CKLQ-FM (Q Country 91.5 FM) is a commercial FM radio station in Brandon, Manitoba, Canada. In addition to its FM signal, it has a nested rebroadcaster at 880 kHz, CKLQ. The two stations simulcast a country format. They are owned and operated by Westman Radio Ltd., a subsidiary of the Westman Communications Group. CKLQ-AM-FM, along with sister station CKLF-FM, have their radio studios and offices at 624 14th Street East, on Brandon's northeast side.
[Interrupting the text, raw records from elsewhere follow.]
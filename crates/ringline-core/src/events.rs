use chrono::{DateTime, Utc};
use serde::{Deserialize, Serialize};

use crate::call::CallId;
use crate::lifecycle::CallState;

/// Every lifecycle transition produces an Event.
/// Host shells subscribe to the stream; the tag survives serialization.
#[derive(Debug, Clone, Serialize, Deserialize)]
#[serde(tag = "type")]
pub enum Event {
    /// A call entered RINGING: alert requested, ring session armed.
    RingStarted {
        call_id: CallId,
        title: Option<String>,
        body: Option<String>,
        at: DateTime<Utc>,
    },
    CallAccepted {
        call_id: CallId,
        ringing_ms: u64,
        at: DateTime<Utc>,
    },
    CallRejected {
        call_id: CallId,
        ringing_ms: u64,
        at: DateTime<Utc>,
    },
    /// The ring window elapsed without user action.
    CallTimedOut {
        call_id: CallId,
        ringing_ms: u64,
        at: DateTime<Utc>,
    },
    /// The alert was dismissed from outside the lifecycle.
    CallCancelled {
        call_id: CallId,
        ringing_ms: u64,
        at: DateTime<Utc>,
    },
    /// Complete lifecycle state at a point in time, for host-shell resync.
    StateSnapshot {
        state: CallState,
        call_id: Option<CallId>,
        title: Option<String>,
        ringing_ms: Option<u64>,
        at: DateTime<Utc>,
    },
}

#[cfg(test)]
mod tests {
    use super::*;

    #[test]
    fn events_carry_a_type_tag() {
        let event = Event::CallAccepted {
            call_id: CallId::new(),
            ringing_ms: 1200,
            at: Utc::now(),
        };
        let value = serde_json::to_value(&event).unwrap();
        assert_eq!(value["type"], "CallAccepted");
        assert_eq!(value["ringing_ms"], 1200);
    }
}
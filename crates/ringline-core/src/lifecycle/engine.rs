//! Incoming-call lifecycle state machine.
//!
//! The engine is pure: it validates a transition, rotates the phase and
//! emits the side-effect commands for the caller to execute. It performs no
//! I/O and holds no locks -- [`CallLifecycle`](super::service::CallLifecycle)
//! provides the serialization point and runs the commands.
//!
//! ## State Transitions
//!
//! ```text
//! Idle -> Ringing -> (Accepted | Rejected | TimedOut | Cancelled) -> Idle
//! ```
//!
//! Terminal states admit no transition; `consume()` observes the outcome and
//! returns the machine to `Idle` for the next call.

use std::collections::HashMap;
use std::fmt;
use std::time::Duration;

use chrono::{DateTime, Utc};
use serde::{Deserialize, Serialize};

use crate::call::{CallId, IncomingCall};
use crate::error::LifecycleError;
use crate::events::Event;
use crate::router::ActionToken;

/// How long a call rings before timing out. Fixed, not configurable.
pub const RING_TIMEOUT: Duration = Duration::from_secs(30);

#[derive(Debug, Clone, Copy, PartialEq, Eq, Serialize, Deserialize)]
#[serde(rename_all = "snake_case")]
pub enum CallState {
    Idle,
    Ringing,
    Accepted,
    Rejected,
    TimedOut,
    Cancelled,
}

impl CallState {
    /// Terminal states admit no further transition until consumed.
    pub fn is_terminal(&self) -> bool {
        matches!(
            self,
            CallState::Accepted | CallState::Rejected | CallState::TimedOut | CallState::Cancelled
        )
    }
}

impl fmt::Display for CallState {
    fn fmt(&self, f: &mut fmt::Formatter<'_>) -> fmt::Result {
        let name = match self {
            CallState::Idle => "idle",
            CallState::Ringing => "ringing",
            CallState::Accepted => "accepted",
            CallState::Rejected => "rejected",
            CallState::TimedOut => "timed_out",
            CallState::Cancelled => "cancelled",
        };
        f.write_str(name)
    }
}
//! # Ringline Core Library
//!
//! This library provides the core logic for Ringline, an incoming-call
//! alert system. The lifecycle of one call -- ring, then exactly one of
//! accept / reject / timeout / external cancel -- is driven by a pure state
//! machine, with platform I/O (alert surface, navigation, audio) behind
//! collaborator traits so host shells stay thin.
//!
//! ## Architecture
//!
//! - **Lifecycle**: [`CallEngine`] validates transitions and emits commands;
//!   [`CallLifecycle`] serializes concurrent triggers, executes commands
//!   outside its lock and publishes state/events over tokio channels
//! - **Ringer**: exclusive audible-resource ownership and the fixed 30 s
//!   ring timeout, soft-failing to a silent ring
//! - **Router**: maps raw inbound action tokens onto the closed
//!   [`ActionToken`] vocabulary
//! - **Storage**: TOML configuration and device push-token persistence
//!
//! ## Key Components
//!
//! - [`CallEngine`]: pure incoming-call state machine
//! - [`CallLifecycle`]: concurrency boundary and command runner
//! - [`Ringer`]: ring session owner
//! - [`Config`]: application configuration management

pub mod call;
pub mod error;
pub mod events;
pub mod lifecycle;
pub mod ringer;
pub mod router;
pub mod storage;
pub mod surface;

pub use call::{CallId, IncomingCall};
pub use error::{ConfigError, LifecycleError, ResourceUnavailable};
pub use events::Event;
pub use lifecycle::{CallEngine, CallLifecycle, CallState, Command, Transition, RING_TIMEOUT};
pub use ringer::{Ringer, RingerBackend, RingerHandle, RingerOutput, SilentBackend};
pub use router::{route, try_route, ActionToken};
pub use storage::{Config, DeviceTokenStore};
pub use surface::{AlwaysGranted, Navigator, NotificationSurface, PermissionGate};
CKLQ-FM has an effective radiated power (ERP) of 100,000 watts, the current maximum for Canadian FM stations. CKLQ 880 is powered at 10,000 watts, day and night. AM 880 is a clear channel frequency reserved for Class A WCBS New York City. So CKLQ has a directional signal at all times. At night, when radio waves travel farther, it uses a four-tower array to prevent interference to WCBS.

History
CKLQ started broadcasting in October 1977 at a frequency of 1570 kHz and moved to its 880 frequency in 1985.

On January 6, 2016, the CRTC approved Riding Mountain's application to convert CKLQ to 91.5 MHz with an effective radiated power of 100,000 watts (non-directional antenna with an effective height of antenna above average terrain of 325.6 metres). Riding Mountain also received approval for an AM rebroadcasting transmitter which would operate on CKLQ's current frequency and technical parameters, at 880 kHz (class B) with a daytime and nighttime transmitter power of 10,000 watts.

CKLQ-FM signed on the air on Thursday, April 27, 2017, at 4:15 p.m., rebranding as Q Country 91.5 FM.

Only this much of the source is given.